## What this task involves:
Where the string "ScoringRule" occurs in the material below, report the whole line.

## Materials provided:
▬▬▬▬▬▬
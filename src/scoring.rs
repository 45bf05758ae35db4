//! Suitability scoring.
//!
//! Scoring runs a fixed, ordered set of rule objects against one
//! provider descriptor and one requirements snapshot. Every rule may
//! contribute zero or more weighted deltas, each with a human-readable
//! reason. The fold is deterministic: no clocks, no randomness, no
//! state between calls.

use crate::provider::{ContentApi, ProviderDescriptor, SetupComplexity};
use crate::requirements::{ClientRequirements, ContentVolume};
use serde::{Deserialize, Serialize};
use tracing::debug;

// Rule weights. Fixed constants in the current design; named so tests
// can reference them instead of magic numbers.
pub const BUDGET_MATCH_BONUS: f64 = 3.0;
pub const PREMIUM_MATCH_BONUS: f64 = 2.0;
pub const BUDGET_NEUTRAL_BONUS: f64 = 1.5;
pub const FEATURE_PRESENT_BONUS: f64 = 1.0;
pub const FEATURE_MISSING_PENALTY: f64 = -1.5;
pub const SKILL_STRONG_MATCH_BONUS: f64 = 2.0;
pub const SKILL_PARTIAL_MATCH_BONUS: f64 = 1.0;
pub const VOLUME_API_BONUS: f64 = 1.5;
pub const VOLUME_GIT_BONUS: f64 = 1.0;
pub const FLAG_PRESENT_BONUS: f64 = 1.0;
pub const FLAG_MISSING_PENALTY: f64 = -1.0;

/// Average monthly cost at or below this counts as budget-friendly.
pub const BUDGET_FRIENDLY_CEILING: f64 = 75.0;
/// Average monthly cost above this counts as a premium platform.
pub const PREMIUM_FLOOR: f64 = 150.0;

/// Tier thresholds applied to the final score.
pub const EXCELLENT_THRESHOLD: f64 = 8.0;
pub const GOOD_THRESHOLD: f64 = 6.0;

/// Three-level suitability tier derived from the score.
#[derive(Debug, Clone, Copy, PartialEq, Eq, Serialize, Deserialize)]
#[serde(rename_all = "lowercase")]
pub enum SuitabilityTier {
    Excellent,
    Good,
    Limited,
}

impl SuitabilityTier {
    pub fn from_score(score: f64) -> Self {
        if score >= EXCELLENT_THRESHOLD {
            Self::Excellent
        } else if score >= GOOD_THRESHOLD {
            Self::Good
        } else {
            Self::Limited
        }
    }
}

/// Outcome of scoring one provider against one requirements snapshot.
#[derive(Debug, Clone, PartialEq, Serialize, Deserialize)]
pub struct SuitabilityResult {
    pub score: f64,
    /// One entry per rule contribution, in rule order.
    pub reasons: Vec<String>,
    pub tier: SuitabilityTier,
}

/// One weighted contribution from a rule.
struct Contribution {
    delta: f64,
    reason: String,
}

/// A scoring rule: a name plus a pure evaluation function. Rules run
/// unconditionally in slice order; a rule that does not apply
/// contributes nothing.
struct ScoringRule {
    name: &'static str,
    eval: fn(&ProviderDescriptor, &ClientRequirements) -> Vec<Contribution>,
}

fn budget_alignment(provider: &ProviderDescriptor, reqs: &ClientRequirements) -> Vec<Contribution> {
    let average = provider.monthly_cost_range.average();
    let (delta, reason) = if reqs.budget_conscious && average <= BUDGET_FRIENDLY_CEILING {
        (
            BUDGET_MATCH_BONUS,
            format!("low running cost (avg {average:.0}/mo) fits a budget-conscious client"),
        )
    } else if !reqs.budget_conscious && average > PREMIUM_FLOOR {
        (
            PREMIUM_MATCH_BONUS,
            format!("premium platform (avg {average:.0}/mo) matched to an unconstrained budget"),
        )
    } else {
        (
            BUDGET_NEUTRAL_BONUS,
            format!("acceptable cost profile (avg {average:.0}/mo)"),
        )
    };
    vec![Contribution { delta, reason }]
}

fn required_features(provider: &ProviderDescriptor, reqs: &ClientRequirements) -> Vec<Contribution> {
    reqs.required_features
        .iter()
        .map(|feature| {
            if provider.has_feature(feature) {
                Contribution {
                    delta: FEATURE_PRESENT_BONUS,
                    reason: format!("provides required feature '{feature}'"),
                }
            } else {
                Contribution {
                    delta: FEATURE_MISSING_PENALTY,
                    reason: format!("missing required feature '{feature}'"),
                }
            }
        })
        .collect()
}

fn team_skill(provider: &ProviderDescriptor, reqs: &ClientRequirements) -> Vec<Contribution> {
    let contribution = match (reqs.technical_team, provider.setup_complexity) {
        (true, SetupComplexity::High) => Some(Contribution {
            delta: SKILL_STRONG_MATCH_BONUS,
            reason: "technical team can exploit an advanced setup".to_string(),
        }),
        (false, SetupComplexity::Low) => Some(Contribution {
            delta: SKILL_STRONG_MATCH_BONUS,
            reason: "simple setup suits a non-technical team".to_string(),
        }),
        (true, SetupComplexity::Medium) => Some(Contribution {
            delta: SKILL_PARTIAL_MATCH_BONUS,
            reason: "moderate setup is comfortable for a technical team".to_string(),
        }),
        _ => None,
    };
    contribution.into_iter().collect()
}

fn content_volume(provider: &ProviderDescriptor, reqs: &ClientRequirements) -> Vec<Contribution> {
    let contribution = match (reqs.content_volume, provider.content_api) {
        (ContentVolume::Large, ContentApi::ApiDriven) => Some(Contribution {
            delta: VOLUME_API_BONUS,
            reason: "API-driven content scales to a large volume".to_string(),
        }),
        (ContentVolume::Small, ContentApi::GitBased) => Some(Contribution {
            delta: VOLUME_GIT_BONUS,
            reason: "git-based workflow is enough for a small volume".to_string(),
        }),
        _ => None,
    };
    contribution.into_iter().collect()
}

fn localization(provider: &ProviderDescriptor, reqs: &ClientRequirements) -> Vec<Contribution> {
    if !reqs.needs_localization {
        return Vec::new();
    }
    let contribution = if provider.has_feature("localization") {
        Contribution {
            delta: FLAG_PRESENT_BONUS,
            reason: "supports multi-language content".to_string(),
        }
    } else {
        Contribution {
            delta: FLAG_MISSING_PENALTY,
            reason: "no multi-language support".to_string(),
        }
    };
    vec![contribution]
}

fn collaboration(provider: &ProviderDescriptor, reqs: &ClientRequirements) -> Vec<Contribution> {
    if !reqs.collaborative_editing {
        return Vec::new();
    }
    let contribution = if provider.has_feature("realtime_collaboration") {
        Contribution {
            delta: FLAG_PRESENT_BONUS,
            reason: "supports collaborative editing".to_string(),
        }
    } else {
        Contribution {
            delta: FLAG_MISSING_PENALTY,
            reason: "no collaborative editing".to_string(),
        }
    };
    vec![contribution]
}

/// The rule set, in its fixed execution order.
const RULES: &[ScoringRule] = &[
    ScoringRule { name: "budget_alignment", eval: budget_alignment },
    ScoringRule { name: "required_features", eval: required_features },
    ScoringRule { name: "team_skill", eval: team_skill },
    ScoringRule { name: "content_volume", eval: content_volume },
    ScoringRule { name: "localization", eval: localization },
    ScoringRule { name: "collaboration", eval: collaboration },
];

/// Scores one provider against the client requirements.
pub fn score(provider: &ProviderDescriptor, reqs: &ClientRequirements) -> SuitabilityResult {
    let mut total = 0.0;
    let mut reasons = Vec::new();
    for rule in RULES {
        for contribution in (rule.eval)(provider, reqs) {
            debug!(
                provider = %provider.id,
                rule = rule.name,
                delta = contribution.delta,
                "scoring rule fired"
            );
            total += contribution.delta;
            reasons.push(contribution.reason);
        }
    }
    SuitabilityResult {
        score: total,
        reasons,
        tier: SuitabilityTier::from_score(total),
    }
}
▬▬▬▬▬▬
## Finished exercise:
struct ScoringRule {
const RULES: &[ScoringRule] = &[
    ScoringRule { name: "budget_alignment", eval: budget_alignment },
    ScoringRule { name: "required_features", eval: required_features },
    ScoringRule { name: "team_skill", eval: team_skill },
    ScoringRule { name: "content_volume", eval: content_volume },
    ScoringRule { name: "localization", eval: localization },
    ScoringRule { name: "collaboration", eval: collaboration },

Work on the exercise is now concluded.